Step 2 - Install twors, wasm_bindgen and console_log

  • A browser-capable logging backend crate like console_log is needed to enable logging in the browser console
    • You will also need a logging frontend crate like log to be able to print messages yourself.
  • wasm_bindgen will generate the necessary JS/Rust glue to enhance what can go trough the WASM/JS boundary.
    • Without it our Rust code that's called from JS (and vice-versa) would be able to only take numbers as arguments and return numbers as a result. With this crate we enable a lot more types in our JS/WASM boundary API.
cargo add twors
cargo add wasm_bindgen
cargo add console_log

Step 3 - Create and run the twors engine.

  • For now we won't add any components, so we'll see a blank canvas when we open our application in the browser.
use twors::{Engine, Result};
use wasm_bindgen::prelude::wasm_bindgen;
use std::collections::HashMap;
use console_log;

// The "wasm_bindgen" attribute will generate glue both on the JS and on the WASM sides.
// Passing Rust types like `&str` from JS is thanks to the magic of `wasm_bindgen`.
#[wasm_bindgen]
pub fn entry(canvas_id: &str) -> Result<()> {
    console_log::init().unwrap(); // Setup logger frontends to use our browser-capable logger.

    // Pass a list of components to render on the canvas.
    // We'll add an index.html file with said canvas later.
    let engine = Engine::new(canvas_id, Vec::default())?;
    engine.run()?;

    Ok(())
}

Step 4 - Change the crate type to a dynamic library intended to be loaded from another language

Add a lib section to your Cargo.toml file (if you don't already have one) and set the crate-type property to cdylib.

The wasm32-unknown-unknown compile target (what wasm-pack makes the Rust compiler use) will detect this and produce a WASM library.

[lib]
crate-type = ["cdylib"]

Step 5 - Install wasm-pack and build your WASM library

The following wasm-pack --build command will produce a pkg folder in your crate's root - this folder will contain the WASM library as well as the JS part of the glue code that's needed for the WASM-JS communication.

cargo install wasm-pack
wasm-pack build --target web

Step 6 - Copy examples/assets/index.html to the pkg folder in your crate's root

We have compiled our WASM library - now we need to call it from JS. The example index.html will:

  • create a full screen canvas
  • run our Rust entry method (that we created earlier) by passing it the canvas ID.
# navigate to your crate root and execute the following
cp ./examples/assets/index.html ./pkg

NOTE: If you don't have the cp command (e.g. if you are using Windows CMD) you can always copy the index.html manually.

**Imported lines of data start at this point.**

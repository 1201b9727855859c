//! Movie explorer CLI - browse, search and bookmark TMDB movies
//!
//! Every API response is cached on disk for the configured TTL, so repeated
//! commands within that window do not hit the network.

use std::process::ExitCode;
use std::sync::Arc;

use clap::Parser;
use tracing_subscriber::EnvFilter;

use moviex::app::{App, AppError};
use moviex::cli::Cli;
use moviex::config::Config;
use moviex::data::{ApiClient, TmdbClient};
use moviex::favorites::FavoritesStore;

/// Sets up logging to stderr, keeping stdout for command output
///
/// `RUST_LOG` takes precedence over the `-v` flags.
fn init_tracing(verbose: u8) {
    let level = match verbose {
        0 => "warn",
        1 => "info",
        _ => "debug",
    };
    let env_filter = EnvFilter::try_from_default_env()
        .unwrap_or_else(|_| EnvFilter::new(format!("moviex={}", level)));

    tracing_subscriber::fmt()
        .with_env_filter(env_filter)
        .with_writer(std::io::stderr)
        .init();
}

/// Wires the cache, client and favorites together and runs the command
async fn run(cli: Cli) -> Result<String, AppError> {
    let config = Config::from_cli(&cli)?;
    if cli.command.needs_network() {
        config.require_api_key()?;
    }

    let cache = Arc::new(config.response_cache());
    let mut api = ApiClient::new(config.base_url.clone(), cache);
    if let Some(key) = &config.api_key {
        api = api.with_api_key(key.clone());
    }

    let favorites = FavoritesStore::load(config.favorites_storage());
    let mut app = App::new(TmdbClient::new(api), favorites)
        .with_json(cli.json)
        .with_prefetch(cli.prefetch);

    app.run(&cli.command).await
}

#[tokio::main]
async fn main() -> ExitCode {
    let cli = Cli::parse();
    init_tracing(cli.verbose);

    match run(cli).await {
        Ok(output) => {
            println!("{}", output);
            ExitCode::SUCCESS
        }
        Err(e) => {
            eprintln!("Error: {}", e);
            ExitCode::FAILURE
        }
    }
}
//! Movie explorer library
//!
//! A TMDB client fronted by a session-scoped response cache with lazy TTL
//! expiry, plus favorites, plain-text rendering and the CLI definitions used
//! by the `moviex` binary.

pub mod app;
pub mod cache;
pub mod cli;
pub mod config;
pub mod data;
pub mod favorites;
pub mod render;
//! Application state and command dispatch
//!
//! `App` owns the TMDB client, the shared response cache and the favorites
//! store, and turns each CLI command into the text (or JSON) to print.

use std::sync::Arc;

use serde::Serialize;
use thiserror::Error;
use tracing::{debug, info, warn};

use crate::cache::{ResponseCache, StorageError};
use crate::cli::{BrowseArgs, CacheAction, Command, FavoritesAction};
use crate::config::ConfigError;
use crate::data::{ApiError, BrowseRequest, MoviePage, ReqwestTransport, TmdbClient, Transport};
use crate::favorites::FavoritesStore;
use crate::render;

/// Errors surfaced to the user by a command
#[derive(Debug, Error)]
pub enum AppError {
    #[error(transparent)]
    Api(#[from] ApiError),

    #[error("Failed to save favorites: {0}")]
    Storage(#[from] StorageError),

    #[error(transparent)]
    Config(#[from] ConfigError),

    #[error("Movie {0} is not in favorites")]
    NotFavorite(u64),

    #[error("Failed to encode output: {0}")]
    Output(#[source] serde_json::Error),
}

/// Main application state
pub struct App<T = ReqwestTransport> {
    tmdb: TmdbClient<T>,
    cache: Arc<ResponseCache>,
    favorites: FavoritesStore,
    /// Print JSON instead of text
    json: bool,
    /// Fetch the page after a listing into the cache
    prefetch: bool,
}

impl<T: Transport> App<T> {
    /// Creates the app; `tmdb` must share `cache` with this app
    pub fn new(tmdb: TmdbClient<T>, favorites: FavoritesStore) -> Self {
        let cache = tmdb.api().cache().clone();
        Self {
            tmdb,
            cache,
            favorites,
            json: false,
            prefetch: false,
        }
    }

    /// Switches output to pretty-printed JSON
    pub fn with_json(mut self, json: bool) -> Self {
        self.json = json;
        self
    }

    /// After each listing, also fetch the next page so it is served from cache
    pub fn with_prefetch(mut self, prefetch: bool) -> Self {
        self.prefetch = prefetch;
        self
    }

    pub fn favorites(&self) -> &FavoritesStore {
        &self.favorites
    }

    /// Runs one command and returns its output
    pub async fn run(&mut self, command: &Command) -> Result<String, AppError> {
        match command {
            Command::Browse(args) => self.browse(args).await,
            Command::Search { query, page } => self.search(query, *page).await,
            Command::Details { id } => {
                let details = self.tmdb.details(*id).await?;
                self.output(&details, |app| {
                    render::render_details(&details, app.favorites.contains(details.id))
                })
            }
            Command::Genres => {
                let genres = self.tmdb.genres().await?;
                self.output(&genres, |_| render::render_genres(&genres.genres))
            }
            Command::Favorites { action } => self.run_favorites(action).await,
            Command::Cache { action } => Ok(self.run_cache(*action)),
        }
    }

    async fn browse(&self, args: &BrowseArgs) -> Result<String, AppError> {
        let request = args.to_request();
        let page = self.tmdb.browse(&request).await?;

        if let Some(next) = self.next_page(request.page.max(1), &page) {
            let next_request = BrowseRequest { page: next, ..request };
            log_prefetch(next, self.tmdb.browse(&next_request).await);
        }

        self.output(&page, |app| render::render_page(&page, |id| app.favorites.contains(id)))
    }

    async fn search(&self, query: &str, current: u32) -> Result<String, AppError> {
        let page = self.tmdb.search(query, current).await?;

        if let Some(next) = self.next_page(current, &page) {
            log_prefetch(next, self.tmdb.search(query, next).await);
        }

        self.output(&page, |app| render::render_page(&page, |id| app.favorites.contains(id)))
    }

    /// Page to prefetch after `current`, if prefetching and one exists
    fn next_page(&self, current: u32, page: &MoviePage) -> Option<u32> {
        (self.prefetch && current < page.total_pages).then(|| current + 1)
    }

    async fn run_favorites(&mut self, action: &FavoritesAction) -> Result<String, AppError> {
        match action {
            FavoritesAction::Add { id } => {
                let movie = self.tmdb.details(*id).await?.to_movie();
                let message = format!("Added \"{}\" to favorites", movie.title);
                self.favorites.add(movie)?;
                Ok(message)
            }
            FavoritesAction::Remove { id } => match self.favorites.remove(*id)? {
                Some(movie) => Ok(format!("Removed \"{}\" from favorites", movie.title)),
                None => Err(AppError::NotFavorite(*id)),
            },
            FavoritesAction::List { refresh } => {
                if *refresh {
                    self.refresh_favorites().await?;
                }
                let movies: Vec<_> = self.favorites.list().collect();
                self.output(&movies, |_| render::render_favorites(movies.iter().copied()))
            }
            FavoritesAction::Clear => {
                self.favorites.clear()?;
                Ok("Favorites cleared".to_string())
            }
        }
    }

    /// Re-fetches every favorite concurrently, keeping old data on failure
    async fn refresh_favorites(&mut self) -> Result<(), AppError> {
        let ids: Vec<u64> = self.favorites.list().map(|m| m.id).collect();

        let results = futures::future::join_all(ids.iter().map(|id| self.tmdb.details(*id))).await;

        let mut refreshed = Vec::with_capacity(ids.len());
        for (id, result) in ids.iter().zip(results) {
            match result {
                Ok(details) => refreshed.push(details.to_movie()),
                Err(e) => warn!(id, error = %e, "failed to refresh favorite"),
            }
        }

        let updated = self.favorites.refresh(refreshed)?;
        info!(updated, total = ids.len(), "refreshed favorites");
        Ok(())
    }

    fn run_cache(&self, action: CacheAction) -> String {
        match action {
            CacheAction::Clear => {
                self.cache.clear();
                "Cache cleared".to_string()
            }
            CacheAction::Stats => format!(
                "{} cached responses (TTL {} min)",
                self.cache.len(),
                self.cache.ttl().as_secs() / 60
            ),
        }
    }

    /// Serializes `value` in JSON mode, otherwise renders text
    fn output<V: Serialize>(&self, value: &V, text: impl FnOnce(&Self) -> String) -> Result<String, AppError> {
        if self.json {
            serde_json::to_string_pretty(value).map_err(AppError::Output)
        } else {
            Ok(text(self))
        }
    }
}

/// Prefetch failures only cost a later cache miss
fn log_prefetch(next: u32, result: Result<MoviePage, ApiError>) {
    match result {
        Ok(_) => debug!(page = next, "prefetched next page"),
        Err(e) => debug!(page = next, error = %e, "prefetch failed"),
    }
}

Step 7 - Serve the pkg directory at the crate root

You will need to serve the WASM library with the application/wasm MIME type or the browser will refuse to run it. A great server that does this automatically is miniserve

cargo intall miniserve
miniserve ./pkg --index index.html

💻 Development

Experiments and manual testing during development can be done in the examples/playground crate.

# convenience scripts - see "Makefile.toml" for full list of commands
cargo install cargo-make

# run local pre-commit checks - will be run on "build" automatically
cargo make install-git-hooks

cargo make build # build the "playground" crate as a WASM module
cargo make serve # like "build", but will also start a HTTP server
cargo make watch # like "serve", but will restart the server on changes

# other commands
cargo make test
cargo make clean
cargo make format
cargo make licenses # update licenses.html (run after dependency addition/removal)

Notes

  • Make sure to use wasm_assert! instead of assert! in non-test code to see error messages in the browser console.